►

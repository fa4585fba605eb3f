//! Append-only action log.
//!
//! The log is the single source of truth for a game: state at position `n`
//! is a pure function of the initial state and the first `n` entries.
//! Sequence numbers are 0-based and contiguous; the entry with sequence `k`
//! turns state `k` into state `k + 1`.

use crate::action::Action;
use crate::error::{ErrorSeverity, GameError};

/// One accepted action and its position in the log.
#[derive(Clone, Debug, PartialEq, Eq)]
#[cfg_attr(feature = "serde", derive(serde::Serialize, serde::Deserialize))]
pub struct LoggedAction {
    pub sequence: u64,
    pub action: Action,
}

impl LoggedAction {
    pub fn new(sequence: u64, action: Action) -> Self {
        Self { sequence, action }
    }
}

#[derive(Clone, Debug, PartialEq, Eq, thiserror::Error)]
pub enum LogError {
    #[error("log sequence gap: expected {expected}, found {found}")]
    SequenceGap { expected: u64, found: u64 },
}

impl GameError for LogError {
    fn severity(&self) -> ErrorSeverity {
        ErrorSeverity::Fatal
    }

    fn error_code(&self) -> &'static str {
        match self {
            Self::SequenceGap { .. } => "LOG_SEQUENCE_GAP",
        }
    }
}

/// Ordered, gap-free sequence of accepted actions.
#[derive(Clone, Debug, Default, PartialEq, Eq)]
#[cfg_attr(feature = "serde", derive(serde::Serialize, serde::Deserialize))]
pub struct ActionLog {
    entries: Vec<LoggedAction>,
}

impl ActionLog {
    pub fn new() -> Self {
        Self::default()
    }

    /// Rebuilds a log from persisted entries, checking contiguity from 0.
    pub fn from_entries(entries: Vec<LoggedAction>) -> Result<Self, LogError> {
        for (index, entry) in entries.iter().enumerate() {
            let expected = index as u64;
            if entry.sequence != expected {
                return Err(LogError::SequenceGap {
                    expected,
                    found: entry.sequence,
                });
            }
        }
        Ok(Self { entries })
    }

    pub fn len(&self) -> u64 {
        self.entries.len() as u64
    }

    pub fn is_empty(&self) -> bool {
        self.entries.is_empty()
    }

    /// Appends `action` with the next sequence number.
    pub fn append(&mut self, action: Action) -> &LoggedAction {
        let sequence = self.len();
        self.entries.push(LoggedAction::new(sequence, action));
        &self.entries[self.entries.len() - 1]
    }

    /// Discards every entry after position `len`.
    pub fn truncate(&mut self, len: u64) {
        self.entries.truncate(len as usize);
    }

    pub fn entries(&self) -> &[LoggedAction] {
        &self.entries
    }

    /// Entries with `sequence >= from`.
    pub fn tail(&self, from: u64) -> &[LoggedAction] {
        let start = (from as usize).min(self.entries.len());
        &self.entries[start..]
    }

    pub fn get(&self, sequence: u64) -> Option<&LoggedAction> {
        self.entries.get(usize::try_from(sequence).ok()?)
    }

    pub fn last(&self) -> Option<&LoggedAction> {
        self.entries.last()
    }
}

impl<'a> IntoIterator for &'a ActionLog {
    type Item = &'a LoggedAction;
    type IntoIter = std::slice::Iter<'a, LoggedAction>;

    fn into_iter(self) -> Self::IntoIter {
        self.entries.iter()
    }
}

#[cfg(test)]
mod tests {
    use super::*;

    #[test]
    fn append_assigns_contiguous_sequences() {
        let mut log = ActionLog::new();
        assert_eq!(log.append(Action::pass("PRR")).sequence, 0);
        assert_eq!(log.append(Action::pass("NYC")).sequence, 1);
        assert_eq!(log.len(), 2);
        assert_eq!(log.get(1).map(|entry| entry.action.entity().as_str()), Some("NYC"));
        assert_eq!(log.get(2), None);
    }

    #[test]
    fn truncate_then_append_reuses_sequences() {
        let mut log = ActionLog::new();
        log.append(Action::pass("PRR"));
        log.append(Action::pass("NYC"));
        log.append(Action::pass("Erie"));

        log.truncate(1);
        assert_eq!(log.len(), 1);
        assert_eq!(log.append(Action::resign("NYC")).sequence, 1);
        assert_eq!(log.tail(1).len(), 1);
        assert!(log.tail(10).is_empty());
    }

    #[test]
    fn from_entries_rejects_gaps() {
        let entries = vec![
            LoggedAction::new(0, Action::pass("PRR")),
            LoggedAction::new(2, Action::pass("NYC")),
        ];
        let error = ActionLog::from_entries(entries).unwrap_err();
        assert_eq!(
            error,
            LogError::SequenceGap {
                expected: 1,
                found: 2
            }
        );
        assert_eq!(error.severity(), ErrorSeverity::Fatal);
        assert_eq!(error.error_code(), "LOG_SEQUENCE_GAP");
    }
}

◄

__PROBLEM DESCRIPTION__
The data above should be output exactly, with each line intact.

__ANSWER BOX__
repository fa4585fba605eb3f
//! Append-only action log.
//!
//! The log is the single source of truth for a game: state at position `n`
//! is a pure function of the initial state and the first `n` entries.
//! Sequence numbers are 0-based and contiguous; the entry with sequence `k`
//! turns state `k` into state `k + 1`.

use crate::action::Action;
use crate::error::{ErrorSeverity, GameError};

/// One accepted action and its position in the log.
#[derive(Clone, Debug, PartialEq, Eq)]
#[cfg_attr(feature = "serde", derive(serde::Serialize, serde::Deserialize))]
pub struct LoggedAction {
    pub sequence: u64,
    pub action: Action,
}

impl LoggedAction {
    pub fn new(sequence: u64, action: Action) -> Self {
        Self { sequence, action }
    }
}

#[derive(Clone, Debug, PartialEq, Eq, thiserror::Error)]
pub enum LogError {
    #[error("log sequence gap: expected {expected}, found {found}")]
    SequenceGap { expected: u64, found: u64 },
}

impl GameError for LogError {
    fn severity(&self) -> ErrorSeverity {
        ErrorSeverity::Fatal
    }

    fn error_code(&self) -> &'static str {
        match self {
            Self::SequenceGap { .. } => "LOG_SEQUENCE_GAP",
        }
    }
}

/// Ordered, gap-free sequence of accepted actions.
#[derive(Clone, Debug, Default, PartialEq, Eq)]
#[cfg_attr(feature = "serde", derive(serde::Serialize, serde::Deserialize))]
pub struct ActionLog {
    entries: Vec<LoggedAction>,
}

impl ActionLog {
    pub fn new() -> Self {
        Self::default()
    }

    /// Rebuilds a log from persisted entries, checking contiguity from 0.
    pub fn from_entries(entries: Vec<LoggedAction>) -> Result<Self, LogError> {
        for (index, entry) in entries.iter().enumerate() {
            let expected = index as u64;
            if entry.sequence != expected {
                return Err(LogError::SequenceGap {
                    expected,
                    found: entry.sequence,
                });
            }
        }
        Ok(Self { entries })
    }

    pub fn len(&self) -> u64 {
        self.entries.len() as u64
    }

    pub fn is_empty(&self) -> bool {
        self.entries.is_empty()
    }

    /// Appends `action` with the next sequence number.
    pub fn append(&mut self, action: Action) -> &LoggedAction {
        let sequence = self.len();
        self.entries.push(LoggedAction::new(sequence, action));
        &self.entries[self.entries.len() - 1]
    }

    /// Discards every entry after position `len`.
    pub fn truncate(&mut self, len: u64) {
        self.entries.truncate(len as usize);
    }

    pub fn entries(&self) -> &[LoggedAction] {
        &self.entries
    }

    /// Entries with `sequence >= from`.
    pub fn tail(&self, from: u64) -> &[LoggedAction] {
        let start = (from as usize).min(self.entries.len());
        &self.entries[start..]
    }

    pub fn get(&self, sequence: u64) -> Option<&LoggedAction> {
        self.entries.get(usize::try_from(sequence).ok()?)
    }

    pub fn last(&self) -> Option<&LoggedAction> {
        self.entries.last()
    }
}

impl<'a> IntoIterator for &'a ActionLog {
    type Item = &'a LoggedAction;
    type IntoIter = std::slice::Iter<'a, LoggedAction>;

    fn into_iter(self) -> Self::IntoIter {
        self.entries.iter()
    }
}

#[cfg(test)]
mod tests {
    use super::*;

    #[test]
    fn append_assigns_contiguous_sequences() {
        let mut log = ActionLog::new();
        assert_eq!(log.append(Action::pass("PRR")).sequence, 0);
        assert_eq!(log.append(Action::pass("NYC")).sequence, 1);
        assert_eq!(log.len(), 2);
        assert_eq!(log.get(1).map(|entry| entry.action.entity().as_str()), Some("NYC"));
        assert_eq!(log.get(2), None);
    }

    #[test]
    fn truncate_then_append_reuses_sequences() {
        let mut log = ActionLog::new();
        log.append(Action::pass("PRR"));
        log.append(Action::pass("NYC"));
        log.append(Action::pass("Erie"));

        log.truncate(1);
        assert_eq!(log.len(), 1);
        assert_eq!(log.append(Action::resign("NYC")).sequence, 1);
        assert_eq!(log.tail(1).len(), 1);
        assert!(log.tail(10).is_empty());
    }

    #[test]
    fn from_entries_rejects_gaps() {
        let entries = vec![
            LoggedAction::new(0, Action::pass("PRR")),
            LoggedAction::new(2, Action::pass("NYC")),
        ];
        let error = ActionLog::from_entries(entries).unwrap_err();
        assert_eq!(
            error,
            LogError::SequenceGap {
                expected: 1,
                found: 2
            }
        );
        assert_eq!(error.severity(), ErrorSeverity::Fatal);
        assert_eq!(error.error_code(), "LOG_SEQUENCE_GAP");
    }
}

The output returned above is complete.